A ordem jurídica é conformada por direitos naturais e positivos. Os primeiros são inerentes ao ser humano e o Estado não os cria. Apenas reconhece. Assim é o direito à vida. Outros são direitos que o Estado cria e, se seu perfil for de Estado Democrático de Direito, cria-os pelo prisma da vontade popular, através de seus representantes. Assim ocorre com o regime de governo, que pode ser o parlamentarismo ou presidencialismo.

A Declaração Universal de Direitos Humanos é uma carta de direitos naturais, cujo grande inspirador foi um jusnaturalista tomista, René Cassin. Quase todos os direitos lá colocados são direitos naturais, inerentes ao ser humano.

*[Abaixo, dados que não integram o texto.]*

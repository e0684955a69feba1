//! Game sessions and the live-session table.

use arena_board::{Board, Mark, Position, WinLine, Winner};
use serde::{Deserialize, Serialize};
use std::collections::HashMap;
use std::sync::{Arc, Mutex};
use tracing::{debug, info, instrument};

/// Unique identifier for a game session.
pub type SessionId = String;

/// Status of a session from the human's point of view.
#[derive(Debug, Clone, Copy, PartialEq, Eq, Hash, Serialize, Deserialize, strum::Display)]
#[serde(rename_all = "snake_case")]
#[strum(serialize_all = "snake_case")]
pub enum SessionStatus {
    /// Moves are still accepted.
    Ongoing,
    /// The human completed a line.
    HumanWin,
    /// The opponent completed a line.
    OpponentWin,
    /// The board filled with no line.
    Draw,
}

impl SessionStatus {
    /// True once no further moves are accepted.
    pub fn is_terminal(self) -> bool {
        self != SessionStatus::Ongoing
    }
}

/// One human-vs-oracle match.
#[derive(Debug, Clone)]
pub struct Session {
    /// Session ID.
    pub id: SessionId,
    /// Current board.
    pub board: Board,
    /// Whose turn it is.
    pub active_mark: Mark,
    /// The human's mark.
    pub human_mark: Mark,
    /// The oracle's mark.
    pub opponent_mark: Mark,
    /// Current status.
    pub status: SessionStatus,
    /// Winner once terminal.
    pub winner: Option<Winner>,
    /// Completed line once won.
    pub winning_line: Option<WinLine>,
}

impl Session {
    /// Creates a session with an empty board and the human to move.
    #[instrument(skip(board), fields(size = board.size()))]
    pub fn new(id: SessionId, board: Board, human_mark: Mark) -> Self {
        info!(session_id = %id, human_mark = %human_mark, "Creating new game session");
        Self {
            id,
            board,
            active_mark: human_mark,
            human_mark,
            opponent_mark: human_mark.opponent(),
            status: SessionStatus::Ongoing,
            winner: None,
            winning_line: None,
        }
    }

    /// Builds the externally visible snapshot.
    pub fn view(&self) -> SessionView {
        SessionView {
            game_id: self.id.clone(),
            board: self.board.clone(),
            active_mark: self.active_mark,
            status: self.status,
            human_mark: self.human_mark,
            opponent_mark: self.opponent_mark,
            grid_size: self.board.size(),
            winner: self.winner,
            winning_line: self.winning_line.clone(),
            last_opponent_move: None,
            message: None,
        }
    }
}

/// Snapshot of a session returned to callers after every operation.
#[derive(Debug, Clone, PartialEq, Serialize, Deserialize)]
#[serde(rename_all = "camelCase")]
pub struct SessionView {
    /// Session ID.
    pub game_id: SessionId,
    /// Current board.
    pub board: Board,
    /// Whose turn it is.
    pub active_mark: Mark,
    /// Current status.
    pub status: SessionStatus,
    /// The human's mark.
    pub human_mark: Mark,
    /// The oracle's mark.
    pub opponent_mark: Mark,
    /// Board side length.
    pub grid_size: usize,
    /// Winner once terminal.
    #[serde(skip_serializing_if = "Option::is_none")]
    pub winner: Option<Winner>,
    /// Completed line once won.
    #[serde(skip_serializing_if = "Option::is_none")]
    pub winning_line: Option<WinLine>,
    /// Square the opponent played this turn, if it moved.
    #[serde(skip_serializing_if = "Option::is_none")]
    pub last_opponent_move: Option<Position>,
    /// Informational note, e.g. when the game is already over.
    #[serde(skip_serializing_if = "Option::is_none")]
    pub message: Option<String>,
}

/// Shared handle to a single session. Holding the lock serializes moves.
pub type SessionHandle = Arc<tokio::sync::Mutex<Session>>;

/// Storage for live sessions.
///
/// The engine only needs get/put/remove, so the backing can be swapped
/// for an external cache without touching it.
pub trait SessionStore: Send + Sync {
    /// Looks up a session.
    fn get(&self, id: &str) -> Option<SessionHandle>;

    /// Inserts or replaces a session, returning its handle.
    fn put(&self, session: Session) -> SessionHandle;

    /// Removes a session.
    fn remove(&self, id: &str) -> Option<SessionHandle>;
}

/// In-memory session table.
#[derive(Debug, Clone, Default)]
pub struct InMemorySessionStore {
    sessions: Arc<Mutex<HashMap<SessionId, SessionHandle>>>,
}

impl InMemorySessionStore {
    /// Creates an empty table.
    #[instrument]
    pub fn new() -> Self {
        info!("Creating in-memory session store");
        Self::default()
    }

    fn lock(&self) -> std::sync::MutexGuard<'_, HashMap<SessionId, SessionHandle>> {
        self.sessions
            .lock()
            .unwrap_or_else(|poisoned| poisoned.into_inner())
    }
}

impl SessionStore for InMemorySessionStore {
    #[instrument(skip(self))]
    fn get(&self, id: &str) -> Option<SessionHandle> {
        let session = self.lock().get(id).cloned();
        if session.is_none() {
            debug!(session_id = id, "Session not found");
        }
        session
    }

    #[instrument(skip(self, session), fields(session_id = %session.id))]
    fn put(&self, session: Session) -> SessionHandle {
        let id = session.id.clone();
        let handle = Arc::new(tokio::sync::Mutex::new(session));
        self.lock().insert(id, Arc::clone(&handle));
        debug!("Session stored");
        handle
    }

    #[instrument(skip(self))]
    fn remove(&self, id: &str) -> Option<SessionHandle> {
        let removed = self.lock().remove(id);
        debug!(session_id = id, removed = removed.is_some(), "Session removed");
        removed
    }
}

Quando o Estado não os respeita, transforma-se num Estado autoritário, quando não, em uma ditadura.

Os direitos naturais são próprios de todas as grandes religiões, que reconhecem na vida humana um dom outorgado por Deus à suas criaturas.

A evolução da humanidade, a partir da percepção da obra do Criador, sai da religião intuitiva do homem primitivo, para aquela em que reconhece, no universo, a mão de Deus.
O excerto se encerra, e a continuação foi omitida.